Et chacun sait bien que cette gymnastique électorale n’est qu’un prétexte à agitation ; que les deux partis qui espèrent rassembler le plus de voix ont d’autres moyens en réserve et que l’un et l’autre comptent sur la violence pour arriver à leurs fins. C’est bien ce qu’ont compris les 40% d’électeurs qui n’ont pas jugé bon de se déranger la dernière fois.
La vérité, voyez-vous, c’est qu’il n’y a pas de solution, dans le cadre des régimes que l’on nous propose. Une dictature de droite ou de gauche ne peut rien arranger.
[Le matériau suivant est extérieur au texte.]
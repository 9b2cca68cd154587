//! Dense LU factorization of a basis matrix.
//!
//! `P*B = L*U` with `L` unit lower triangular and `U` upper triangular, both kept
//! in one row-major array. Rows are chosen by partial pivoting.
//!
//! The factors are stored densely: `invert` allocates `m * m` values and costs
//! `O(m^3)`, and each solve costs `O(m^2)`. This suits bases of a few hundred
//! rows. Larger problems need a sparse factorization with Markowitz pivoting.

use crate::sparse::SparseVec;

/// Why a basis matrix could not be factorized
#[derive(Debug, Clone, Copy, PartialEq, Eq)]
pub(crate) enum LuFailure {
    /// No acceptable pivot left in some column
    Singular,
    /// Elimination blew the element magnitudes past the growth limit
    IllConditioned,
}

#[derive(Debug, Clone)]
pub(crate) struct Factorization {
    m: usize,
    lu: Vec<f64>,
    /// Row `k` of `P*B` is row `perm[k]` of `B`
    perm: Vec<usize>,
}

impl Factorization {
    /// Factorize the `m x m` matrix whose column `j` is written into the buffer
    /// by `column(j, buf)` as row indices and values.
    ///
    /// A pivot is rejected when its magnitude is below `eps_tol` times the
    /// largest magnitude of the matrix.
    pub(crate) fn decompose(
        m: usize,
        mut column: impl FnMut(usize, &mut SparseVec),
        eps_tol: f64,
        max_gro: f64,
    ) -> Result<Self, LuFailure> {
        let mut lu = vec![0.0; m * m];
        let mut buf = SparseVec::with_capacity(m);
        for j in 0..m {
            buf.clear();
            column(j, &mut buf);
            for (i, v) in buf.iter() {
                lu[i * m + j] += v;
            }
        }
        let big = lu.iter().fold(0.0_f64, |acc, v| acc.max(v.abs()));
        if big == 0.0 {
            return Err(LuFailure::Singular);
        }

        let mut perm: Vec<usize> = (0..m).collect();
        let mut max_u = big;
        for k in 0..m {
            let (p, piv) = (k..m)
                .map(|i| (i, lu[i * m + k].abs()))
                .fold((k, -1.0), |best, cur| if cur.1 > best.1 { cur } else { best });
            if piv < eps_tol * big {
                return Err(LuFailure::Singular);
            }
            if p != k {
                for j in 0..m {
                    lu.swap(k * m + j, p * m + j);
                }
                perm.swap(k, p);
            }
            let pivot = lu[k * m + k];
            for i in k + 1..m {
                let l = lu[i * m + k] / pivot;
                if l == 0.0 {
                    continue;
                }
                lu[i * m + k] = l;
                for j in k + 1..m {
                    let u = lu[i * m + j] - l * lu[k * m + j];
                    lu[i * m + j] = u;
                    max_u = max_u.max(u.abs());
                }
            }
        }
        if max_u / big > max_gro {
            return Err(LuFailure::IllConditioned);
        }
        Ok(Self { m, lu, perm })
    }

    pub(crate) fn order(&self) -> usize {
        self.m
    }

    /// Solve `B*x = b`, overwriting `b` with `x`.
    pub(crate) fn ftran(&self, x: &mut [f64]) {
        let m = self.m;
        let mut y: Vec<f64> = self.perm.iter().map(|&p| x[p]).collect();
        for i in 0..m {
            let mut sum = y[i];
            for j in 0..i {
                sum -= self.lu[i * m + j] * y[j];
            }
            y[i] = sum;
        }
        for i in (0..m).rev() {
            let mut sum = y[i];
            for j in i + 1..m {
                sum -= self.lu[i * m + j] * y[j];
            }
            y[i] = sum / self.lu[i * m + i];
        }
        x.copy_from_slice(&y);
    }

    /// Solve `B'*x = b`, overwriting `b` with `x`.
    pub(crate) fn btran(&self, x: &mut [f64]) {
        let m = self.m;
        let mut z = x.to_vec();
        // U' z = b
        for i in 0..m {
            let mut sum = z[i];
            for j in 0..i {
                sum -= self.lu[j * m + i] * z[j];
            }
            z[i] = sum / self.lu[i * m + i];
        }
        // L' w = z
        for i in (0..m).rev() {
            let mut sum = z[i];
            for j in i + 1..m {
                sum -= self.lu[j * m + i] * z[j];
            }
            z[i] = sum;
        }
        for (k, &p) in self.perm.iter().enumerate() {
            x[p] = z[k];
        }
    }
}

#[cfg(test)]
mod tests {
    use super::*;
    use approx::assert_abs_diff_eq;

    fn from_dense(a: &[Vec<f64>], eps_tol: f64, max_gro: f64) -> Result<Factorization, LuFailure> {
        Factorization::decompose(
            a.len(),
            |j, buf| {
                for (i, row) in a.iter().enumerate() {
                    if row[j] != 0.0 {
                        buf.push(i, row[j]);
                    }
                }
            },
            eps_tol,
            max_gro,
        )
    }

    #[test]
    fn test_ftran_and_btran_solve() {
        let a = vec![vec![0.0, 2.0, 1.0], vec![1.0, 1.0, 0.0], vec![4.0, 0.0, -1.0]];
        let lu = from_dense(&a, 1e-13, 1e10).unwrap();
        assert_eq!(lu.order(), 3);

        let x_true = [1.0, -2.0, 3.0];
        let mut b: Vec<f64> = a.iter().map(|row| row.iter().zip(&x_true).map(|(a, x)| a * x).sum()).collect();
        lu.ftran(&mut b);
        for k in 0..3 {
            assert_abs_diff_eq!(b[k], x_true[k], epsilon = 1e-12);
        }

        let mut c: Vec<f64> = (0..3).map(|j| (0..3).map(|i| a[i][j] * x_true[i]).sum()).collect();
        lu.btran(&mut c);
        for k in 0..3 {
            assert_abs_diff_eq!(c[k], x_true[k], epsilon = 1e-12);
        }
    }

    #[test]
    fn test_singular_matrix() {
        let a = vec![vec![1.0, 2.0], vec![2.0, 4.0]];
        assert_eq!(from_dense(&a, 1e-13, 1e10).unwrap_err(), LuFailure::Singular);
        let zero = vec![vec![0.0, 0.0], vec![0.0, 0.0]];
        assert_eq!(from_dense(&zero, 1e-13, 1e10).unwrap_err(), LuFailure::Singular);
    }

    #[test]
    fn test_growth_limit() {
        let a = vec![vec![1.0, 1.0], vec![-1.0, 1.0]];
        assert_eq!(from_dense(&a, 1e-13, 1.5).unwrap_err(), LuFailure::IllConditioned);
        assert!(from_dense(&a, 1e-13, 1e10).is_ok());
    }
}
Elle durera plus ou moins longtemps, comme durent les dictatures depuis les débuts de l’humanité, et s’écroulera comme les autres et dans les mêmes conditions.
Si nous voulons sortir définitivement de l’impasse, il faut regarder la situation avec lucidité, convenir de nos erreurs et prendre une autre route.
L’autorité a régenté le monde depuis des siècles ; elle a fait faillite. Ça crève les yeux. Alors faisons confiance à la liberté. Non point à cette liberté « dirigée » que des malins nous proposent, mais à la liberté réelle qui exclut le règne de l’argent et la poigne de l’État.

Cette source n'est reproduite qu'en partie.